======== SOURCE MATERIAL ========
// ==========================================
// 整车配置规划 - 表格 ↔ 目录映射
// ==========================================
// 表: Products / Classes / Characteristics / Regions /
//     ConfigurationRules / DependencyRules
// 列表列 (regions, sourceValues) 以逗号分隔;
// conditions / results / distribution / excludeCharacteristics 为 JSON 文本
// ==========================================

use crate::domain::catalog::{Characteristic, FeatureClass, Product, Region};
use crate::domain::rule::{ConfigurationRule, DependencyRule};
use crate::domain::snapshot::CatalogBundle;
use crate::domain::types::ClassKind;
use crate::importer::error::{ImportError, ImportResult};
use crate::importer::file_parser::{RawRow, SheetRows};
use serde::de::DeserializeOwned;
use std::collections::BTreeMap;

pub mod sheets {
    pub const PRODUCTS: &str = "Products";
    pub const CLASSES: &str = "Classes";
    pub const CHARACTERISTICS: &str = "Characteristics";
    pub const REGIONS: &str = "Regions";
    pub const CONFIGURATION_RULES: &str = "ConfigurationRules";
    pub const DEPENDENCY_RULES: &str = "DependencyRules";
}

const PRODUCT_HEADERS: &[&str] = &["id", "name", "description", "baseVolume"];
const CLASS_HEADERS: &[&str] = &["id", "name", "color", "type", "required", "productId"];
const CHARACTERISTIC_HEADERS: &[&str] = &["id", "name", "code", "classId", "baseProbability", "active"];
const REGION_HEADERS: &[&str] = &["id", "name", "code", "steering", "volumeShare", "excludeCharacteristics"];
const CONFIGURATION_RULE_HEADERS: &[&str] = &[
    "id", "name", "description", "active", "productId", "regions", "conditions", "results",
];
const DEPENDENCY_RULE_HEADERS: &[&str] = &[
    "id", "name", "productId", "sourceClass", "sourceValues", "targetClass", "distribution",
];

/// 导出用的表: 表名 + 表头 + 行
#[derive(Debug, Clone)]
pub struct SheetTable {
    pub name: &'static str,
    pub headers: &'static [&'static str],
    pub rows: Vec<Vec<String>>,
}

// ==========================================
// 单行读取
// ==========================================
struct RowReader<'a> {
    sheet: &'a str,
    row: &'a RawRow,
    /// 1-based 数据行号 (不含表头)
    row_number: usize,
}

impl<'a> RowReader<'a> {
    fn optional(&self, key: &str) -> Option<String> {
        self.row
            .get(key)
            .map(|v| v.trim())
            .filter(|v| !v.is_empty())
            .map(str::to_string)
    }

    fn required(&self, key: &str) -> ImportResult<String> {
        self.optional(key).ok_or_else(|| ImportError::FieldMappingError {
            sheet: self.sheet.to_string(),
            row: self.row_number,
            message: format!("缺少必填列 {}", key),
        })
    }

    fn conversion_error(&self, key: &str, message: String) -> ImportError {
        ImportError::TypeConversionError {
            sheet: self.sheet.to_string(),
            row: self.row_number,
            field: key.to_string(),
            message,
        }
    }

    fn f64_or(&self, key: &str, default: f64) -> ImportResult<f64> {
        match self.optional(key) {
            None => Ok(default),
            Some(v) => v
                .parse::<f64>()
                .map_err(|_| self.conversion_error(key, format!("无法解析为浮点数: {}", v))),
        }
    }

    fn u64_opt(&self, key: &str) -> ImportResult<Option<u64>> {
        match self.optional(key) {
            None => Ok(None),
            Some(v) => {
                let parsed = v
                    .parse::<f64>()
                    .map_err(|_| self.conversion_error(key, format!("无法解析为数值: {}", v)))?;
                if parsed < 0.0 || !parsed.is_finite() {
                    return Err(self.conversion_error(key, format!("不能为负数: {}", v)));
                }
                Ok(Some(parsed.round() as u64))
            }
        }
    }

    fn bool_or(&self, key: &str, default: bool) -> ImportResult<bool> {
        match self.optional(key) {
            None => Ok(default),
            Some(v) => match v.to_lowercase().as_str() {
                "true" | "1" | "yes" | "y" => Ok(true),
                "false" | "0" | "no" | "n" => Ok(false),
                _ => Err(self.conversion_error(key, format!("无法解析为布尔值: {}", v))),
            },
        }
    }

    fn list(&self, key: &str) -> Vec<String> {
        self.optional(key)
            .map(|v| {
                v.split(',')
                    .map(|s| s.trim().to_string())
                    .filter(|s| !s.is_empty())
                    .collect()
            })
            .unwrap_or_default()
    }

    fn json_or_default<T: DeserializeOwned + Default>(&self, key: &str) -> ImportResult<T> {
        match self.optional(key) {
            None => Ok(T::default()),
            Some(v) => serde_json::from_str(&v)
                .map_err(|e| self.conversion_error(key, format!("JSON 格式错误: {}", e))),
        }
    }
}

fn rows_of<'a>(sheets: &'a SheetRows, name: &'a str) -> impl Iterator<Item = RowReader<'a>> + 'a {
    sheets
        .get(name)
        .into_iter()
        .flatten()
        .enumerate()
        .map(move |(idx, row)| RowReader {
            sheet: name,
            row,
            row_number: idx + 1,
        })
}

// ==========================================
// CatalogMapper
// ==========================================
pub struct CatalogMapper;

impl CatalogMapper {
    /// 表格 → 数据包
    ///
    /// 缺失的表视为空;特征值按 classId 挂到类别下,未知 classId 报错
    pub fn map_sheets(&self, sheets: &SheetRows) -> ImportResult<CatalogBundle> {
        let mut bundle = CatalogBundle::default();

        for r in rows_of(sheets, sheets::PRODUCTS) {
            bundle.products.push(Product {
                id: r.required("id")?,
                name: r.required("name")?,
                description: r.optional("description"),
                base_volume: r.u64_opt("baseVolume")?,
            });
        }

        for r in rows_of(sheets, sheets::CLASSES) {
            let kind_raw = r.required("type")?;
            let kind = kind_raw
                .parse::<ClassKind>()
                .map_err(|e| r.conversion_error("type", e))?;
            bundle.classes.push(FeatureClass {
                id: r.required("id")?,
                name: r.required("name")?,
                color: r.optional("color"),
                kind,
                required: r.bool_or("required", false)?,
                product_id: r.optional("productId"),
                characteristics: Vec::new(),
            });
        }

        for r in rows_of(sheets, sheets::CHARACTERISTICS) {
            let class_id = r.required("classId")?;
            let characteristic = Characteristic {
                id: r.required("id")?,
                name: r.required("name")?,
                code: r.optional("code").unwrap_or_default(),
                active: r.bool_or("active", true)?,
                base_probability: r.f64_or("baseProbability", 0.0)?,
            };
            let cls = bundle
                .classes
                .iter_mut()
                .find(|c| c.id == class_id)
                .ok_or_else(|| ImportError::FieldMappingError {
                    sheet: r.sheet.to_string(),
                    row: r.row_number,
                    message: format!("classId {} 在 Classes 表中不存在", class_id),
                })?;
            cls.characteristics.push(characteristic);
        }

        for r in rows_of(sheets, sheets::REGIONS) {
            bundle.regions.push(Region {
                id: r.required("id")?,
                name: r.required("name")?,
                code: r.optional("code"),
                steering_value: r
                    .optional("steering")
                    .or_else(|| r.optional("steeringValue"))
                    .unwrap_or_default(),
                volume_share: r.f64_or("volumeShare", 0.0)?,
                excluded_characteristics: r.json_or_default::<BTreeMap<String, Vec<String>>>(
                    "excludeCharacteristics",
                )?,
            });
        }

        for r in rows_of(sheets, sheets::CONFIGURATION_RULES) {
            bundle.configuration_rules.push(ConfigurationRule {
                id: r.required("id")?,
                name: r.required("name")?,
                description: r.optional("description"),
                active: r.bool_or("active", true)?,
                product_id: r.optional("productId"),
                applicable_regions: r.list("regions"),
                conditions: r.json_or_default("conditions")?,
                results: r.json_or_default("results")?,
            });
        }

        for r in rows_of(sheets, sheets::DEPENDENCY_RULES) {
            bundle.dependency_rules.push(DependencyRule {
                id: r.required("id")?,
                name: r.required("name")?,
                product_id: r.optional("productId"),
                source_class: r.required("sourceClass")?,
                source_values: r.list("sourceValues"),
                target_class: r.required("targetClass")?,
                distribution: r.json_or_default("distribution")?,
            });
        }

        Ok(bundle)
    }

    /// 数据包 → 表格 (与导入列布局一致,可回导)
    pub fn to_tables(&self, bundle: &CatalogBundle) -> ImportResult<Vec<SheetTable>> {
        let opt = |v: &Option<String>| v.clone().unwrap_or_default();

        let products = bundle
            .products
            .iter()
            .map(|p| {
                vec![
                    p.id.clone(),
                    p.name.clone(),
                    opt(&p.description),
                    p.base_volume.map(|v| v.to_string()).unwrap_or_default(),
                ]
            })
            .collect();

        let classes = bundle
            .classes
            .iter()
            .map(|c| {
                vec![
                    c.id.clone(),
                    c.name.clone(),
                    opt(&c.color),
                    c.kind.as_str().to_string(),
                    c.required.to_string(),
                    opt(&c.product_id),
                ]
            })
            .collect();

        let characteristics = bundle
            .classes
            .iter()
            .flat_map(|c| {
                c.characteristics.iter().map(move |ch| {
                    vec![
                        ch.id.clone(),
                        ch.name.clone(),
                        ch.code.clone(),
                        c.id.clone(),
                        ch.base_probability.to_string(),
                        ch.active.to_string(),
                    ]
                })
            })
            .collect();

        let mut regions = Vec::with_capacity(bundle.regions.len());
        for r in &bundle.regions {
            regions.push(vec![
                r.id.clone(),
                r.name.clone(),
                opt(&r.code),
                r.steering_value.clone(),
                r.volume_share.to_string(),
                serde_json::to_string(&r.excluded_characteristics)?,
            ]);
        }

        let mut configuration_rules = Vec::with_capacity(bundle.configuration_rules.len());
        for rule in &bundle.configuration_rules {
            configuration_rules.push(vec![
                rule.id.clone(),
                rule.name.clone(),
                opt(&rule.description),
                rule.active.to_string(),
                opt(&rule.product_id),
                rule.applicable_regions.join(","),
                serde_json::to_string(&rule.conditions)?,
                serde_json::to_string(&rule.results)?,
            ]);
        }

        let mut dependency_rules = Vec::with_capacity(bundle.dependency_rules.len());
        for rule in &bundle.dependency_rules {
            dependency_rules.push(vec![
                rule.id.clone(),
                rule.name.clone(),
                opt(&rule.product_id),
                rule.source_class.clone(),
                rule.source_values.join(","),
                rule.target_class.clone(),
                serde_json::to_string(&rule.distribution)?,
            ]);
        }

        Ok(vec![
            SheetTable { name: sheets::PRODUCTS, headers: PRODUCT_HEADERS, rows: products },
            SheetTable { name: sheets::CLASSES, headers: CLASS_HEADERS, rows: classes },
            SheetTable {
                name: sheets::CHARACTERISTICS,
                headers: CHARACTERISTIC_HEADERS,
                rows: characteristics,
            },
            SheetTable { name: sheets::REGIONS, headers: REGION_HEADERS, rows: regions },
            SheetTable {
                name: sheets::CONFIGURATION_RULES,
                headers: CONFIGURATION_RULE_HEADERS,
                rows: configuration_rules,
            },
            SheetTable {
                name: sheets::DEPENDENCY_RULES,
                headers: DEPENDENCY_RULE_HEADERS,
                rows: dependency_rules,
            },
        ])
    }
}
========
======== SOURCE MATERIAL ========
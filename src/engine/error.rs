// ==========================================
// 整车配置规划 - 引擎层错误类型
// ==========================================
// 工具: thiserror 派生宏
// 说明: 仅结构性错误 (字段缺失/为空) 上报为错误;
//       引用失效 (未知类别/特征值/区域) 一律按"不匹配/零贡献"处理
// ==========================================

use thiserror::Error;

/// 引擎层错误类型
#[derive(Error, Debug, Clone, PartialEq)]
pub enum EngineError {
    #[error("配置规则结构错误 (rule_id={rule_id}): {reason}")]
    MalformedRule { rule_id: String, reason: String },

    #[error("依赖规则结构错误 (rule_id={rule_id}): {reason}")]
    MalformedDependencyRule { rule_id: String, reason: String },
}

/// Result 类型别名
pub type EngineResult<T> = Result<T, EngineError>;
========
Could you please report how many lines of the listing above hold the word "push"? Only the number is needed.

9